● **WHAT IS NEEDED**: Your task is to find every line of the data that holds the string "path" and copy it.

● **Dataset entries**:
⟨
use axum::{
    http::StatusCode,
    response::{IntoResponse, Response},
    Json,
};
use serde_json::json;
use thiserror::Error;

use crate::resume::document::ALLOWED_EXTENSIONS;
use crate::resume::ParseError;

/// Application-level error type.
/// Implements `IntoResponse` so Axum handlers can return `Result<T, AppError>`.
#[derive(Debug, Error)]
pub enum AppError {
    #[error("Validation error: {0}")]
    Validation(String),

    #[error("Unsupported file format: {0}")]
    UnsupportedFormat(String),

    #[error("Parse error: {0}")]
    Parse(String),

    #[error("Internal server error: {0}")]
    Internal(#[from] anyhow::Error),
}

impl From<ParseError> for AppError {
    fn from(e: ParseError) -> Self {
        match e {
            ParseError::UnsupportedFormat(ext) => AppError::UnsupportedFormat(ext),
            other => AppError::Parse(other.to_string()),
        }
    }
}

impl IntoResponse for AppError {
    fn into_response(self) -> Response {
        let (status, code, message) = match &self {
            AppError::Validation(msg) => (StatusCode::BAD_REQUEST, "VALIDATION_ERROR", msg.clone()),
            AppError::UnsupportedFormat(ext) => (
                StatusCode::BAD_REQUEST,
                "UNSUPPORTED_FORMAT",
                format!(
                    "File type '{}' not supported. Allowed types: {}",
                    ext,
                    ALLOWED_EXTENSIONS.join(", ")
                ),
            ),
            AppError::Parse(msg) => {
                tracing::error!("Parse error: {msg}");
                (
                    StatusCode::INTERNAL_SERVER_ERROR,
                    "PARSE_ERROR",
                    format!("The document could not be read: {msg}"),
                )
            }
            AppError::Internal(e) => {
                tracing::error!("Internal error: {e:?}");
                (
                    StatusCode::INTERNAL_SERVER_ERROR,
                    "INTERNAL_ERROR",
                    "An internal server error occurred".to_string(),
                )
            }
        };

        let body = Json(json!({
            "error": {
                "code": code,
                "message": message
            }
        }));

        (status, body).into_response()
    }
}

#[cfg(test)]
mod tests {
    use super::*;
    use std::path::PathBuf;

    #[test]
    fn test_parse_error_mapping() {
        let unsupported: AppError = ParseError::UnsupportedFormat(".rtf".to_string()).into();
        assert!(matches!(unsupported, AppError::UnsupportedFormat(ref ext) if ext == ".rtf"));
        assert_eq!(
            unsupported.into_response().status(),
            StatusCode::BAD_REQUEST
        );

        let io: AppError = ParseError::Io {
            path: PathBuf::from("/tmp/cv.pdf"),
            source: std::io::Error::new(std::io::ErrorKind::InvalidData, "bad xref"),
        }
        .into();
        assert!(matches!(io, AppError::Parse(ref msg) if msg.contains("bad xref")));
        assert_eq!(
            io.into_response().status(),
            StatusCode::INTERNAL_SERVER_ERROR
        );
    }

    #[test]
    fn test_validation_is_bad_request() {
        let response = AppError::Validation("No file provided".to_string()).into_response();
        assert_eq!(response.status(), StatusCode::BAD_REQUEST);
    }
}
⟩
● **RESPONSE TO THIS EXERCISE**:
    use std::path::PathBuf;
            path: PathBuf::from("/tmp/cv.pdf"),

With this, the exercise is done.